* Data to use

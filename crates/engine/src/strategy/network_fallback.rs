//! Network falling back to cache, the default for everything else.

use std::sync::Arc;

use async_trait::async_trait;
use haven_core::{CacheDb, CacheRequest, CachedResponse};

use super::{Strategy, lookup_first, put_if_usable};
use crate::fetch::Fetcher;

/// The simplest policy: network, then cache, then an empty 504. No
/// revalidation, no bounding.
pub struct NetworkFallback {
    cache: CacheDb,
    fetcher: Arc<dyn Fetcher>,
    read_stores: Vec<String>,
    write_store: String,
}

impl NetworkFallback {
    pub fn new(cache: CacheDb, fetcher: Arc<dyn Fetcher>, read_stores: Vec<String>, write_store: String) -> Self {
        Self { cache, fetcher, read_stores, write_store }
    }
}

#[async_trait]
impl Strategy for NetworkFallback {
    async fn handle(&self, request: &CacheRequest) -> CachedResponse {
        match self.fetcher.fetch(request).await {
            Ok(live) => {
                put_if_usable(&self.cache, &self.write_store, request, &live).await;
                live
            }
            Err(e) => {
                tracing::debug!(url = %request.url, error = %e, "fetch failed; trying cache");
                match lookup_first(&self.cache, &self.read_stores, request).await {
                    Some(cached) => cached,
                    None => CachedResponse::gateway_timeout(),
                }
            }
        }
    }
}

#[cfg(test)]
mod tests {
    use super::*;
    use crate::testutil::{ScriptedFetcher, basic_ok, opaque};
    use bytes::Bytes;
    use url::Url;

    fn strategy(cache: CacheDb, fetcher: Arc<ScriptedFetcher>) -> NetworkFallback {
        NetworkFallback::new(
            cache,
            fetcher,
            vec!["precache".to_string(), "runtime".to_string()],
            "runtime".to_string(),
        )
    }

    fn req(url: &str) -> CacheRequest {
        CacheRequest::get(Url::parse(url).unwrap())
    }

    #[tokio::test]
    async fn test_success_stores_and_returns() {
        let cache = CacheDb::open_in_memory().await.unwrap();
        let fetcher = ScriptedFetcher::new();
        let request = req("https://api.example/data.json");
        fetcher.route("https://api.example/data.json", opaque(b"{}"));

        let response = strategy(cache.clone(), fetcher).handle(&request).await;

        assert_eq!(response.body, Bytes::from_static(b"{}"));
        assert!(cache.lookup("runtime", &request).await.unwrap().is_some());
    }

    #[tokio::test]
    async fn test_failure_falls_back_to_cache() {
        let cache = CacheDb::open_in_memory().await.unwrap();
        let fetcher = ScriptedFetcher::new();
        let request = req("https://api.example/data.json");
        cache
            .put("runtime", &request, basic_ok("application/json", "{\"cached\":true}"))
            .await
            .unwrap();
        fetcher.set_offline(true);

        let response = strategy(cache, fetcher).handle(&request).await;
        assert_eq!(response.body, Bytes::from("{\"cached\":true}"));
    }

    #[tokio::test]
    async fn test_failure_without_cache_yields_504() {
        let cache = CacheDb::open_in_memory().await.unwrap();
        let fetcher = ScriptedFetcher::new();
        fetcher.set_offline(true);

        let response = strategy(cache, fetcher).handle(&req("https://api.example/none")).await;
        assert_eq!(response.status, 504);
        assert!(response.body.is_empty());
    }

    #[tokio::test]
    async fn test_error_status_not_cached() {
        let cache = CacheDb::open_in_memory().await.unwrap();
        let fetcher = ScriptedFetcher::new();
        let request = req("https://example.com/secret");
        fetcher.route(
            "https://example.com/secret",
            CachedResponse::synthetic(403, "text/plain", "forbidden"),
        );

        let response = strategy(cache.clone(), fetcher).handle(&request).await;

        assert_eq!(response.status, 403);
        assert!(cache.lookup("runtime", &request).await.unwrap().is_none());
    }
}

* What the exercise asks
One number and nothing else is the answer: how many lines of the material include "body".

* Reply
3